Focus brain data tracking
Focus prototype dashboard
Focus real time interface adaptability
Ever since the first time we met together as a group to prepare for this hackathon, the recurring theme in all our brainstorming sessions was that we wanted to help students learn better. Each of us has had their own struggles in the education system and we all agreed that this was something we were passionate about. The question quickly became: “How can we create a more efficient way for people to learn?” As we clarified our passions, we quickly saw that we were interested in using emerging technology like brain wave tracking to solve existing problems in innovative ways. From the merging of these two areas, the idea of FOCUS was born.
What it does
FOCUS is designed to maximize the effectiveness of information comprehension and retention. First, we train the model to figure out your personal trends. Then we use the brain wave tracking data (obtained via headset) to create a conversation between the user’s mind and FOCUS. Based on what FOCUS receives, FOCUS will adapt the web interface to display information in a manner more suited to how the user is feeling in real-time. This same data will also be stored and displayed in a dashboard interface where the user will be able to see their attention growth over time. Characteristics of their most and least productive hours will be displayed so that user will be able to adapt their own habits based on what they want to achieve. All of this functionality will come together to provide a convenient and high impact way for a user to make the most of their time while learning.
How we built it
Once we successfully configured the device to send data via Bluetooth, we obtained the alpha and beta wave ratio of the user. From there, we used Tensor Flow to apply machine learning on the data using classifiers. After, we extracted information about the focus levels at a certain accuracy and sent this data to the front-end.
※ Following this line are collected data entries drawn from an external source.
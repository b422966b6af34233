//! Selection of nearby agents that may interfere with a planned path.

use matter_core::{CellCoord, ElementId};
use matter_world::GridWorld;

use crate::SearchConfig;

const ON_PATH_BONUS: i64 = 30;
const CROSSING_BONUS: i64 = 20;
const OPPOSING_BONUS: i64 = 10;
const PARALLEL_BONUS: i64 = 5;
const DIRECTLY_ABOVE_BONUS: i64 = 50;
const DIAGONALLY_ABOVE_BONUS: i64 = 40;

/// Scores how strongly an agent at `their` heading to `their_target` may
/// obstruct the segment from `start` to `goal`.
///
/// `escaping` adds a bonus for agents sitting above the mover.
#[must_use]
pub fn interference_score(
    start: CellCoord,
    goal: CellCoord,
    their: CellCoord,
    their_target: CellCoord,
    escaping: bool,
) -> i64 {
    let nearest = their
        .manhattan_distance(start)
        .min(their.manhattan_distance(goal));
    let proximity = (10 - i64::from(nearest)).max(0);

    let mut score = proximity * 2;
    if lies_on_segment(start, goal, their) {
        score += ON_PATH_BONUS;
    }

    let (our_dx, our_dy) = delta(start, goal);
    let (their_dx, their_dy) = delta(their, their_target);
    let cross = (our_dx * their_dy - our_dy * their_dx).abs();
    let dot = our_dx * their_dx + our_dy * their_dy;
    score += if cross > 5 {
        CROSSING_BONUS
    } else if dot < 0 {
        OPPOSING_BONUS
    } else {
        PARALLEL_BONUS
    };

    if escaping && their.row() < start.row() {
        match their.column().abs_diff(start.column()) {
            0 => score += DIRECTLY_ABOVE_BONUS,
            1 => score += DIAGONALLY_ABOVE_BONUS,
            _ => {}
        }
    }
    score
}

/// Unsettled agents near the `start`→`goal` segment, most obstructive first.
///
/// Ties keep identifier order. At most `max_adversaries` are returned, or
/// `max_escape_adversaries` when `escaping`.
#[must_use]
pub fn select_adversaries(
    world: &GridWorld,
    mover: ElementId,
    start: CellCoord,
    goal: CellCoord,
    escaping: bool,
    config: &SearchConfig,
) -> Vec<ElementId> {
    let padding = i64::from(config.box_padding);
    let (start_x, start_y) = signed(start);
    let (goal_x, goal_y) = signed(goal);

    let min_x = start_x.min(goal_x) - padding;
    let max_x = start_x.max(goal_x) + padding;
    let (min_y, max_y) = if escaping {
        // Upward rows toward the goal plus the row just below the mover.
        ((start_y - 3).min(goal_y), start_y + 1)
    } else {
        (start_y.min(goal_y) - padding, start_y.max(goal_y) + padding)
    };

    let mut scored: Vec<(ElementId, i64)> = world
        .elements()
        .filter(|element| element.id() != mover && element.is_unsettled())
        .filter_map(|element| {
            let (x, y) = signed(element.cell());
            let inside = (min_x..=max_x).contains(&x) && (min_y..=max_y).contains(&y);
            let target = element.target()?;
            inside.then(|| {
                (
                    element.id(),
                    interference_score(start, goal, element.cell(), target, escaping),
                )
            })
        })
        .collect();

    scored.sort_by(|left, right| right.1.cmp(&left.1));
    let limit = if escaping {
        config.max_escape_adversaries
    } else {
        config.max_adversaries
    };
    scored.into_iter().take(limit).map(|(id, _)| id).collect()
}

fn lies_on_segment(start: CellCoord, goal: CellCoord, cell: CellCoord) -> bool {
    let (start_x, start_y) = signed(start);
    let (goal_x, goal_y) = signed(goal);
    let (x, y) = signed(cell);
    let in_columns = (start_x.min(goal_x)..=start_x.max(goal_x)).contains(&x);
    let in_rows = (start_y.min(goal_y)..=start_y.max(goal_y)).contains(&y);

    if start_x == goal_x {
        return x == start_x && in_rows;
    }
    if start_y == goal_y {
        return y == start_y && in_rows && in_columns;
    }
    if !(in_columns && in_rows) {
        return false;
    }

    let dx = (goal_x - start_x) as f64;
    let dy = (goal_y - start_y) as f64;
    let t = (((x - start_x) as f64 * dx + (y - start_y) as f64 * dy) / (dx * dx + dy * dy))
        .clamp(0.0, 1.0);
    let projected_x = start_x as f64 + t * dx;
    let projected_y = start_y as f64 + t * dy;
    (x as f64 - projected_x).abs() + (y as f64 - projected_y).abs() <= 1.0
}

fn delta(from: CellCoord, to: CellCoord) -> (i64, i64) {
    let (from_x, from_y) = signed(from);
    let (to_x, to_y) = signed(to);
    (to_x - from_x, to_y - from_y)
}

fn signed(cell: CellCoord) -> (i64, i64) {
    (i64::from(cell.column()), i64::from(cell.row()))
}

#[cfg(test)]
mod tests {
    use super::*;

    #[test]
    fn agent_on_the_segment_scores_above_a_distant_one() {
        let start = CellCoord::new(1, 1);
        let goal = CellCoord::new(1, 6);
        let blocking = interference_score(start, goal, CellCoord::new(1, 3), CellCoord::new(4, 3), false);
        let distant = interference_score(start, goal, CellCoord::new(7, 7), CellCoord::new(7, 9), false);
        assert!(blocking > distant);
        assert_eq!(blocking, 8 * 2 + ON_PATH_BONUS + CROSSING_BONUS);
    }

    #[test]
    fn escaping_agents_weigh_blockers_above_them() {
        let start = CellCoord::new(3, 9);
        let goal = CellCoord::new(3, 4);
        let above = CellCoord::new(3, 8);
        let target = CellCoord::new(3, 2);
        let relaxed = interference_score(start, goal, above, target, false);
        let escaping = interference_score(start, goal, above, target, true);
        assert_eq!(escaping - relaxed, DIRECTLY_ABOVE_BONUS);
    }

    #[test]
    fn selection_skips_settled_agents_and_respects_the_limit() {
        let mut world = GridWorld::new(10, 10);
        let mover = ElementId::new(0);
        world.place(mover, CellCoord::new(2, 2)).expect("place");
        world
            .assign_target(mover, Some(CellCoord::new(2, 7)))
            .expect("assign");

        for (raw, cell, target) in [
            (1, CellCoord::new(2, 4), CellCoord::new(5, 4)),
            (2, CellCoord::new(3, 5), CellCoord::new(0, 5)),
            (3, CellCoord::new(1, 6), CellCoord::new(1, 9)),
            (4, CellCoord::new(2, 6), CellCoord::new(2, 6)),
            (5, CellCoord::new(9, 0), CellCoord::new(9, 9)),
        ] {
            let id = ElementId::new(raw);
            world.place(id, cell).expect("place");
            world.assign_target(id, Some(target)).expect("assign");
        }

        let config = SearchConfig::default();
        let selected = select_adversaries(
            &world,
            mover,
            CellCoord::new(2, 2),
            CellCoord::new(2, 7),
            false,
            &config,
        );
        assert_eq!(selected.len(), config.max_adversaries);
        assert!(!selected.contains(&ElementId::new(4)), "settled agent selected");
        assert!(!selected.contains(&ElementId::new(5)), "agent outside box selected");
        assert_eq!(selected[0], ElementId::new(1));
    }

    #[test]
    fn escaping_selection_includes_the_agent_directly_above() {
        let mut world = GridWorld::new(12, 12);
        let mover = ElementId::new(0);
        let start = CellCoord::new(3, 11);
        let goal = CellCoord::new(3, 2);
        world.place(mover, start).expect("place");
        world.assign_target(mover, Some(goal)).expect("assign");

        let above = ElementId::new(1);
        world.place(above, CellCoord::new(3, 10)).expect("place");
        world
            .assign_target(above, Some(CellCoord::new(6, 4)))
            .expect("assign");

        let selected = select_adversaries(&world, mover, start, goal, true, &SearchConfig::default());
        assert_eq!(selected, vec![above]);
    }
}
On the front-end side, we built a chrome extension that manipulates the adaptability of the interface. It does this by using a web socket that receives data from the backend. As additional data is received, the interface will continue to streamline itself.
Challenges we ran into
There was definitely a learning curve for Tensor Flow and Google Cloud Machine Learning. Specifically, understanding how hypertuning and creating a model works. We also spent a lot of time obtaining neural data from the NeuralSky device. Figuring out how to send data via Bluetooth serial port to the server from the device was a challenge as well.
Making sense of the brain wave data is still one of the challenges we are facing. After analysis, we realized that beta to alpha ratio makes sense to track because it yields beneficial insights into the user’s focus level. On the front-end side, we also had to figure out how to modify the interface in real time through chrome extensions.
Accomplishments that we’re proud of
We wanted to push ourselves to learn about technologies we didn’t have much exposure to in the past. As a team, we’re proud that we were able to learn this much about Machine Learning in such a short amount of time. Not only that, but we were also able to make a lot of progress on modifying site structure in real time. On the user experience end, usage of these rapid user interviews and multiple group brainstorming sessions to synthesize our findings allowed us to create a solution we are proud of.
What we learned
We learned a lot about Machine Learning, Tensor Flow, integrating with NeuralSky, and modifying site structure in real time.
What’s next for FOCUS
Explore more into the best metric to measure in order to understand more about user focus levels. We want to take this product to a place where we’re able to correlate characteristics of their external states with high and low focus levels. We would then be able to use this to create real time recommendations that are backed by data.